// ============================================================
// Layer 2 — Application / Use Cases
// ============================================================
// Each use case wires the lower layers together for one command.
// No model math and no printing here; the CLI layer reports the
// results.

/// Fine-tuning with per-epoch validation
pub mod train_use_case;

/// Scoring a checkpoint on a dataset
pub mod evaluate_use_case;

/// Title/content corpus merge
pub mod merge_use_case;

How to complete this task -> Look above for the line containing "Title/content corpus merge". Return it and each line after it exactly, through the last line, and nothing more.

Task result ->
/// Title/content corpus merge
pub mod merge_use_case;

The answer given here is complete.